PROMPT.
Copy every line of the entries that includes the word "What".

####

//! Background price poller that evaluates active alerts.
//!
//! Each tick collects the union of symbols across active alerts, fetches
//! their prices once, evaluates every alert and hands satisfied ones to the
//! store's `active -> triggered` transition before notifying the owner.

use crate::config::MonitorConfig;
use crate::notifier::{format_trigger_message, Notifier};
use crate::store::AlertStore;
use alertbot_core::Symbol;
use alertbot_engine::Evaluator;
use alertbot_feeds::{FeedError, PriceSource};
use chrono::Utc;
use std::collections::BTreeSet;
use std::sync::atomic::{AtomicU64, Ordering};
use std::sync::Arc;
use std::time::{Duration, Instant};
use thiserror::Error;
use tokio::sync::watch;
use tokio::time::{self, MissedTickBehavior};
use tracing::{debug, error, info, warn};

#[derive(Error, Debug)]
pub enum MonitorError {
    #[error("Price fetch failed: {0}")]
    Fetch(#[from] FeedError),
}

/// What one tick did.
#[derive(Debug, Clone, Copy, Default, PartialEq, Eq)]
pub struct TickReport {
    pub alerts_checked: usize,
    pub symbols_requested: usize,
    pub prices_received: usize,
    pub triggered: usize,
}

/// Cumulative monitor counters.
#[derive(Debug)]
pub struct MonitorStats {
    ticks: AtomicU64,
    triggers: AtomicU64,
    fetch_failures: AtomicU64,
    notify_failures: AtomicU64,
    started: Instant,
}

#[derive(Debug, Clone, Copy, PartialEq, Eq)]
pub struct StatsSnapshot {
    pub ticks: u64,
    pub triggers: u64,
    pub fetch_failures: u64,
    pub notify_failures: u64,
    pub uptime: Duration,
}

impl MonitorStats {
    fn new() -> Self {
        Self {
            ticks: AtomicU64::new(0),
            triggers: AtomicU64::new(0),
            fetch_failures: AtomicU64::new(0),
            notify_failures: AtomicU64::new(0),
            started: Instant::now(),
        }
    }

    pub fn snapshot(&self) -> StatsSnapshot {
        StatsSnapshot {
            ticks: self.ticks.load(Ordering::Relaxed),
            triggers: self.triggers.load(Ordering::Relaxed),
            fetch_failures: self.fetch_failures.load(Ordering::Relaxed),
            notify_failures: self.notify_failures.load(Ordering::Relaxed),
            uptime: self.started.elapsed(),
        }
    }
}

pub struct AlertMonitor {
    store: Arc<AlertStore>,
    source: Arc<dyn PriceSource>,
    notifier: Arc<dyn Notifier>,
    evaluator: Evaluator,
    config: MonitorConfig,
    stats: MonitorStats,
}

impl AlertMonitor {
    pub fn new(
        store: Arc<AlertStore>,
        source: Arc<dyn PriceSource>,
        notifier: Arc<dyn Notifier>,
        config: MonitorConfig,
    ) -> Self {
        Self {
            store,
            source,
            notifier,
            evaluator: Evaluator::new(config.equality_tolerance),
            config,
            stats: MonitorStats::new(),
        }
    }

    pub fn stats(&self) -> StatsSnapshot {
        self.stats.snapshot()
    }

    /// Run one evaluation pass.
    pub async fn run_tick(&self) -> Result<TickReport, MonitorError> {
        self.stats.ticks.fetch_add(1, Ordering::Relaxed);

        if let Err(e) = self.store.flush().await {
            warn!(error = %e, "Pending alert changes still not persisted");
        }

        let alerts = self.store.active_alerts().await;
        if alerts.is_empty() {
            return Ok(TickReport::default());
        }

        let symbols: Vec<Symbol> = alerts
            .iter()
            .flat_map(|a| a.condition.symbols())
            .collect::<BTreeSet<_>>()
            .into_iter()
            .collect();

        let prices = match self.source.fetch_prices(&symbols).await {
            Ok(prices) => prices,
            Err(e) => {
                self.stats.fetch_failures.fetch_add(1, Ordering::Relaxed);
                return Err(e.into());
            }
        };

        let mut report = TickReport {
            alerts_checked: alerts.len(),
            symbols_requested: symbols.len(),
            prices_received: prices.len(),
            triggered: 0,
        };

        for alert in &alerts {
            if !self.evaluator.evaluate(&alert.condition, &prices) {
                continue;
            }
            // Cancelled or already triggered since the snapshot was taken.
            let Some(triggered) = self.store.mark_triggered(alert.id, &prices, Utc::now()).await
            else {
                continue;
            };

            report.triggered += 1;
            self.stats.triggers.fetch_add(1, Ordering::Relaxed);
            info!(
                alert_id = %triggered.short_id(),
                user = %triggered.user_id,
                condition = %triggered.condition,
                "🔔 Alert triggered"
            );

            let results = self.evaluator.evaluate_detailed(&triggered.condition, &prices);
            let message = format_trigger_message(&triggered, &results);
            if let Err(e) = self.notifier.notify(&triggered.user_id, &message).await {
                self.stats.notify_failures.fetch_add(1, Ordering::Relaxed);
                error!(
                    alert_id = %triggered.short_id(),
                    user = %triggered.user_id,
                    error = %e,
                    "Failed to deliver alert notification"
                );
            }
        }

        Ok(report)
    }

    /// Poll until `shutdown` flips to `true` (or its sender is dropped).
    pub async fn run(self: Arc<Self>, mut shutdown: watch::Receiver<bool>) {
        info!(
            interval_secs = self.config.poll_interval.as_secs(),
            "Starting alert monitor"
        );

        let mut interval = time::interval(self.config.poll_interval);
        interval.set_missed_tick_behavior(MissedTickBehavior::Delay);

        loop {
            tokio::select! {
                _ = interval.tick() => {}
                changed = shutdown.changed() => {
                    if changed.is_err() || *shutdown.borrow() {
                        break;
                    }
                    continue;
                }
            }

            match self.run_tick().await {
                Ok(report) if report.alerts_checked > 0 => debug!(
                    alerts = report.alerts_checked,
                    symbols = report.symbols_requested,
                    prices = report.prices_received,
                    triggered = report.triggered,
                    "Alert tick complete"
                ),
                Ok(_) => {}
                Err(MonitorError::Fetch(e)) => warn!(
                    error = %e,
                    transient = e.is_transient(),
                    "Price fetch failed, retrying next tick"
                ),
            }
        }

        info!("Alert monitor stopped");
    }
}
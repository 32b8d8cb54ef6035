// CLI module
// Terminal chat host

mod commands;
mod input;
mod render;
mod repl;

pub use commands::{format_help, Command};
pub use input::InputHandler;
pub use render::{reply_footer, reply_text, CRISIS_BANNER};
pub use repl::ChatRepl;
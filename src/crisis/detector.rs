// Crisis pattern detector

use anyhow::{Context, Result};
use regex::{Regex, RegexBuilder};

use crate::catalog::{normalize_text, PatternCatalog};

/// Regex classifier for language associated with imminent self-harm risk.
///
/// Patterns come from the catalog and are compiled once. `.` also matches
/// line breaks, so co-occurrence checks span the whole message.
#[derive(Clone)]
pub struct CrisisDetector {
    patterns: Vec<Regex>,
}

impl CrisisDetector {
    /// Compile the catalog's crisis patterns
    pub fn new(catalog: &PatternCatalog) -> Result<Self> {
        let patterns = catalog
            .crisis_patterns
            .iter()
            .map(|pattern| {
                RegexBuilder::new(pattern)
                    .dot_matches_new_line(true)
                    .build()
                    .with_context(|| format!("Failed to compile crisis pattern: {}", pattern))
            })
            .collect::<Result<Vec<_>>>()?;

        Ok(Self { patterns })
    }

    /// Returns true if any crisis pattern matches the message
    pub fn detect(&self, text: &str) -> bool {
        self.matched_pattern(text).is_some()
    }

    /// First pattern that matches the message, if any
    pub fn matched_pattern(&self, text: &str) -> Option<&str> {
        let normalized = normalize_text(text);

        let hit = self
            .patterns
            .iter()
            .find(|pattern| pattern.is_match(&normalized))
            .map(|pattern| pattern.as_str());

        if let Some(pattern) = hit {
            tracing::warn!("Crisis detected: pattern '{}'", pattern);
        }
        hit
    }
}

#[cfg(test)]
mod tests {
    use super::*;

    fn create_test_detector() -> CrisisDetector {
        CrisisDetector::new(&PatternCatalog::default()).unwrap()
    }

    #[test]
    fn test_crisis_detection() {
        let detector = create_test_detector();

        assert!(detector.detect("I'm thinking about suicide"));
        assert!(detector.detect("I want to kill myself"));
        assert!(detector.detect("sometimes I hurt myself"));
        assert!(detector.detect("I want to end my life"));
        assert!(!detector.detect("What is the meaning of life?"));
        assert!(!detector.detect("I'm feeling anxious and worried"));
    }

    #[test]
    fn test_case_insensitive() {
        let detector = create_test_detector();

        assert!(detector.detect("SUICIDE"));
        assert!(detector.detect("SuIcIdE"));
        assert!(detector.detect("I Want To Die"));
    }

    #[test]
    fn test_method_plus_intent() {
        let detector = create_test_detector();

        assert!(detector.detect("I keep looking at the bridge and thinking I should just die"));
        assert!(detector.detect("I bought a rope to end this"));
        // Instrument without an ending-life verb
        assert!(!detector.detect("I cut bread with a knife today"));
    }

    #[test]
    fn test_method_plus_intent_across_lines() {
        let detector = create_test_detector();

        assert!(detector.detect("I bought a rope.\nI am going to end this"));
        assert!(detector.detect("the bridge\r\n\r\nI just want to die"));
    }

    #[test]
    fn test_loaded_patterns_span_lines() {
        let mut catalog = PatternCatalog::default();
        catalog.crisis_patterns = vec![r"\bpills\b.*\btonight\b".to_string()];
        let detector = CrisisDetector::new(&catalog).unwrap();

        assert!(detector.detect("I saved up the pills\nand tonight is the night"));
    }

    #[test]
    fn test_hopelessness_idioms() {
        let detector = create_test_detector();

        assert!(detector.detect("There's no point anymore"));
        assert!(detector.detect("I can't go on like this"));
        assert!(detector.detect("I can\u{2019}t go on like this"));
        assert!(detector.detect("everyone would be better off without me"));
    }

    #[test]
    fn test_matched_pattern_reports_source() {
        let detector = create_test_detector();

        let pattern = detector.matched_pattern("I want to kill myself").unwrap();
        assert!(pattern.contains("kill myself"));
        assert!(detector.matched_pattern("hello").is_none());
    }

    #[test]
    fn test_total_on_odd_input() {
        let detector = create_test_detector();

        assert!(!detector.detect(""));
        assert!(!detector.detect("?!?!...,,,"));
        assert!(!detector.detect(&"a".repeat(100_000)));
    }

    #[test]
    fn test_invalid_pattern_fails_construction() {
        let mut catalog = PatternCatalog::default();
        catalog.crisis_patterns = vec!["(".to_string()];
        assert!(CrisisDetector::new(&catalog).is_err());
    }
}
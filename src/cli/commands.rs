// Slash command handling

use crate::resources::QuickStart;

#[derive(Debug, Clone, PartialEq, Eq)]
pub enum Command {
    Help,
    Quit,
    Reset,
    Resources,
    Tips,
    Quick(QuickStart),
}

impl Command {
    /// Parse a line starting with '/'; `Err` carries a message for the user
    pub fn parse(input: &str) -> Result<Self, String> {
        let trimmed = input.trim();

        match trimmed {
            "/help" => return Ok(Command::Help),
            "/quit" | "/exit" => return Ok(Command::Quit),
            "/reset" | "/clear" => return Ok(Command::Reset),
            "/resources" => return Ok(Command::Resources),
            "/tips" | "/self-care" => return Ok(Command::Tips),
            "/quick" => {
                return Err("Usage: /quick <anxious|sad|stressed|lonely>".to_string());
            }
            _ => {}
        }

        if let Some(rest) = trimmed.strip_prefix("/quick ") {
            return rest.parse::<QuickStart>().map(Command::Quick);
        }

        Err(format!(
            "Unknown command: {}. Type /help for available commands.",
            trimmed
        ))
    }
}

pub fn format_help() -> String {
    r#"SafeSpace Commands:

  /help              Show this help message
  /resources         Crisis lines and mental health resources
  /tips              Self-care suggestions
  /quick <feeling>   Start with a prompt: anxious, sad, stressed, lonely
  /reset             Clear the conversation and start fresh
  /quit              Exit

Type anything else to talk. Nothing you write is stored after you leave."#
        .to_string()
}

#[cfg(test)]
mod tests {
    use super::*;

    #[test]
    fn test_parse_simple_commands() {
        assert_eq!(Command::parse("/help"), Ok(Command::Help));
        assert_eq!(Command::parse("/exit"), Ok(Command::Quit));
        assert_eq!(Command::parse(" /reset "), Ok(Command::Reset));
        assert_eq!(Command::parse("/tips"), Ok(Command::Tips));
        assert_eq!(Command::parse("/resources"), Ok(Command::Resources));
    }

    #[test]
    fn test_parse_quick() {
        assert_eq!(
            Command::parse("/quick stressed"),
            Ok(Command::Quick(QuickStart::Stressed))
        );
        assert!(Command::parse("/quick").is_err());
        assert!(Command::parse("/quick joyful").is_err());
    }

    #[test]
    fn test_unknown_command() {
        let err = Command::parse("/dance").unwrap_err();
        assert!(err.contains("/dance"));
    }
}
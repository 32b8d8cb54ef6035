// Bounded retry for transient generation failures

use std::future::Future;
use std::time::Duration;

use crate::config::GenerationSettings;
use crate::errors::GenerationError;

/// Attempt budget and per-failure backoff
#[derive(Debug, Clone)]
pub struct RetryPolicy {
    /// Total attempts, including the first
    pub max_attempts: u32,
    pub warmup_backoff: Duration,
    pub timeout_backoff: Duration,
}

impl Default for RetryPolicy {
    fn default() -> Self {
        Self::from_settings(&GenerationSettings::default())
    }
}

impl RetryPolicy {
    pub fn from_settings(settings: &GenerationSettings) -> Self {
        Self {
            max_attempts: settings.max_attempts.max(1),
            warmup_backoff: Duration::from_millis(settings.warmup_backoff_ms),
            timeout_backoff: Duration::from_millis(settings.timeout_backoff_ms),
        }
    }

    /// Delay before the next attempt, or `None` if the error is not retryable
    pub fn backoff_for(&self, error: &GenerationError) -> Option<Duration> {
        match error {
            GenerationError::WarmingUp => Some(self.warmup_backoff),
            GenerationError::Timeout(_) => Some(self.timeout_backoff),
            _ => None,
        }
    }
}

/// Run `op` until it succeeds, fails permanently, or the budget is spent.
///
/// `op` receives the 1-based attempt number.
pub async fn with_retry<T, F, Fut>(policy: &RetryPolicy, mut op: F) -> Result<T, GenerationError>
where
    F: FnMut(u32) -> Fut,
    Fut: Future<Output = Result<T, GenerationError>>,
{
    let max_attempts = policy.max_attempts.max(1);
    let mut attempt = 1;

    loop {
        match op(attempt).await {
            Ok(value) => {
                if attempt > 1 {
                    tracing::info!("Generation succeeded on attempt {}/{}", attempt, max_attempts);
                }
                return Ok(value);
            }
            Err(error) => match policy.backoff_for(&error) {
                Some(delay) if attempt < max_attempts => {
                    tracing::warn!(
                        code = error.code(),
                        "Attempt {}/{} failed, retrying in {:?}: {}",
                        attempt,
                        max_attempts,
                        delay,
                        error
                    );
                    tokio::time::sleep(delay).await;
                    attempt += 1;
                }
                _ => {
                    tracing::debug!(
                        code = error.code(),
                        "Giving up after attempt {}/{}",
                        attempt,
                        max_attempts
                    );
                    return Err(error);
                }
            },
        }
    }
}

#[cfg(test)]
mod tests {
    use super::*;
    use std::sync::atomic::{AtomicU32, Ordering};

    fn fast_policy(max_attempts: u32) -> RetryPolicy {
        RetryPolicy {
            max_attempts,
            warmup_backoff: Duration::ZERO,
            timeout_backoff: Duration::ZERO,
        }
    }

    #[tokio::test]
    async fn test_transient_errors_use_whole_budget() {
        let calls = AtomicU32::new(0);
        let calls = &calls;

        let result: Result<(), _> = with_retry(&fast_policy(3), |_| async move {
            calls.fetch_add(1, Ordering::SeqCst);
            Err(GenerationError::WarmingUp)
        })
        .await;

        assert!(matches!(result, Err(GenerationError::WarmingUp)));
        assert_eq!(calls.load(Ordering::SeqCst), 3);
    }

    #[tokio::test]
    async fn test_permanent_error_is_not_retried() {
        let calls = AtomicU32::new(0);
        let calls = &calls;

        let result: Result<(), _> = with_retry(&fast_policy(3), |_| async move {
            calls.fetch_add(1, Ordering::SeqCst);
            Err(GenerationError::Status {
                status: 500,
                body: "boom".into(),
            })
        })
        .await;

        assert!(result.is_err());
        assert_eq!(calls.load(Ordering::SeqCst), 1);
    }

    #[tokio::test]
    async fn test_recovers_after_timeout() {
        let result = with_retry(&fast_policy(3), |attempt| async move {
            if attempt == 1 {
                Err(GenerationError::Timeout(Duration::from_secs(1)))
            } else {
                Ok(attempt)
            }
        })
        .await;

        assert_eq!(result.unwrap(), 2);
    }

    #[tokio::test]
    async fn test_zero_budget_still_attempts_once() {
        let calls = AtomicU32::new(0);
        let calls = &calls;

        let _: Result<(), _> = with_retry(&fast_policy(0), |_| async move {
            calls.fetch_add(1, Ordering::SeqCst);
            Err(GenerationError::WarmingUp)
        })
        .await;

        assert_eq!(calls.load(Ordering::SeqCst), 1);
    }
}
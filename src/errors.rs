// Error types and user-facing error messages
//
// `GenerationError` and `CatalogError` are typed so callers can branch on
// them (the generation client retries only transient variants). The helpers
// at the bottom turn configuration failures into actionable messages for
// the terminal host.

use anyhow::{Context, Result};
use std::fmt;
use std::time::Duration;

use crate::catalog::EmotionLabel;

/// Stable codes for generation failures, used in logs and metrics labels
pub mod error_codes {
    pub const MISSING_CREDENTIAL: &str = "MISSING_CREDENTIAL";
    pub const WARMING_UP: &str = "WARMING_UP";
    pub const TIMEOUT: &str = "TIMEOUT";
    pub const HTTP_STATUS: &str = "HTTP_STATUS";
    pub const MALFORMED_PAYLOAD: &str = "MALFORMED_PAYLOAD";
    pub const TRANSPORT: &str = "TRANSPORT";
}

/// Failure of a single call to the generation endpoint
#[derive(Debug, thiserror::Error)]
pub enum GenerationError {
    /// No credential configured; no request was sent
    #[error("[{}] no generation credential configured", error_codes::MISSING_CREDENTIAL)]
    MissingCredential,

    /// HTTP 503: the hosted model is still loading
    #[error("[{}] generation service is warming up (HTTP 503)", error_codes::WARMING_UP)]
    WarmingUp,

    #[error("[{}] request timed out after {:?}", error_codes::TIMEOUT, .0)]
    Timeout(Duration),

    /// Any other non-success status
    #[error("[{}] unexpected status {status}: {body}", error_codes::HTTP_STATUS)]
    Status { status: u16, body: String },

    #[error("[{}] malformed response payload: {}", error_codes::MALFORMED_PAYLOAD, .0)]
    MalformedPayload(String),

    #[error("[{}] transport error: {}", error_codes::TRANSPORT, .0)]
    Transport(String),
}

impl GenerationError {
    pub fn code(&self) -> &'static str {
        match self {
            GenerationError::MissingCredential => error_codes::MISSING_CREDENTIAL,
            GenerationError::WarmingUp => error_codes::WARMING_UP,
            GenerationError::Timeout(_) => error_codes::TIMEOUT,
            GenerationError::Status { .. } => error_codes::HTTP_STATUS,
            GenerationError::MalformedPayload(_) => error_codes::MALFORMED_PAYLOAD,
            GenerationError::Transport(_) => error_codes::TRANSPORT,
        }
    }

    /// Only warm-up and timeout failures are worth another attempt
    pub fn is_transient(&self) -> bool {
        matches!(self, GenerationError::WarmingUp | GenerationError::Timeout(_))
    }
}

/// Failure to load or validate a pattern catalog
#[derive(Debug, thiserror::Error)]
pub enum CatalogError {
    #[error("failed to read catalog file {path}: {source}")]
    Read {
        path: String,
        #[source]
        source: std::io::Error,
    },

    #[error("failed to parse catalog: {0}")]
    Parse(#[from] serde_json::Error),

    #[error("invalid crisis pattern '{pattern}': {source}")]
    InvalidPattern {
        pattern: String,
        #[source]
        source: regex::Error,
    },

    #[error("catalog text '{0}' must not be empty")]
    EmptyText(&'static str),

    #[error("emotion '{0}' is listed more than once")]
    DuplicateEmotion(EmotionLabel),
}

/// Wrap an error with user-friendly context
pub trait UserFriendlyError {
    /// Add user-friendly context with a suggestion
    fn user_context_with_suggestion(self, problem: &str, suggestion: &str) -> Self;
}

impl<T> UserFriendlyError for Result<T> {
    fn user_context_with_suggestion(self, problem: &str, suggestion: &str) -> Self {
        self.with_context(|| wrap_error_with_suggestion(problem, suggestion))
    }
}

/// Format a config parse error with helpful suggestions
pub fn config_parse_error(path: &str, error: &str) -> String {
    format!(
        "Failed to load config file {}\n\n\
        \x1b[1;33mError:\x1b[0m {}\n\n\
        \x1b[1;32mTry:\x1b[0m\n\
        1. Check config file syntax:\n\
           \x1b[36mcat {}\x1b[0m\n\n\
        2. Regenerate the defaults:\n\
           \x1b[36msafespace init-config --force\x1b[0m\n\n\
        3. Common mistakes:\n\
           • Missing quotes around strings\n\
           • Unknown crisis region (use \"us\" or \"india\")\n\
           • Negative numbers for timeouts or attempts",
        path, error, path
    )
}

/// Format a catalog load error with helpful suggestions
pub fn catalog_load_error(path: &str, error: &CatalogError) -> String {
    format!(
        "Failed to load pattern catalog {}\n\n\
        \x1b[1;33mError:\x1b[0m {}\n\n\
        \x1b[1;32mTry:\x1b[0m\n\
        1. Validate the JSON:\n\
           \x1b[36mpython3 -m json.tool {}\x1b[0m\n\n\
        2. Remove `catalog_path` from the config to use the built-in catalog",
        path, error, path
    )
}

/// Wrap a generic error with a suggestion
pub fn wrap_error_with_suggestion(error: impl fmt::Display, suggestion: &str) -> String {
    format!("{}\n\n\x1b[1;33mSuggestion:\x1b[0m {}", error, suggestion)
}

####

TASK RESULT.
/// What one tick did.
        assert!(!detector.detect("What is the meaning of life?"));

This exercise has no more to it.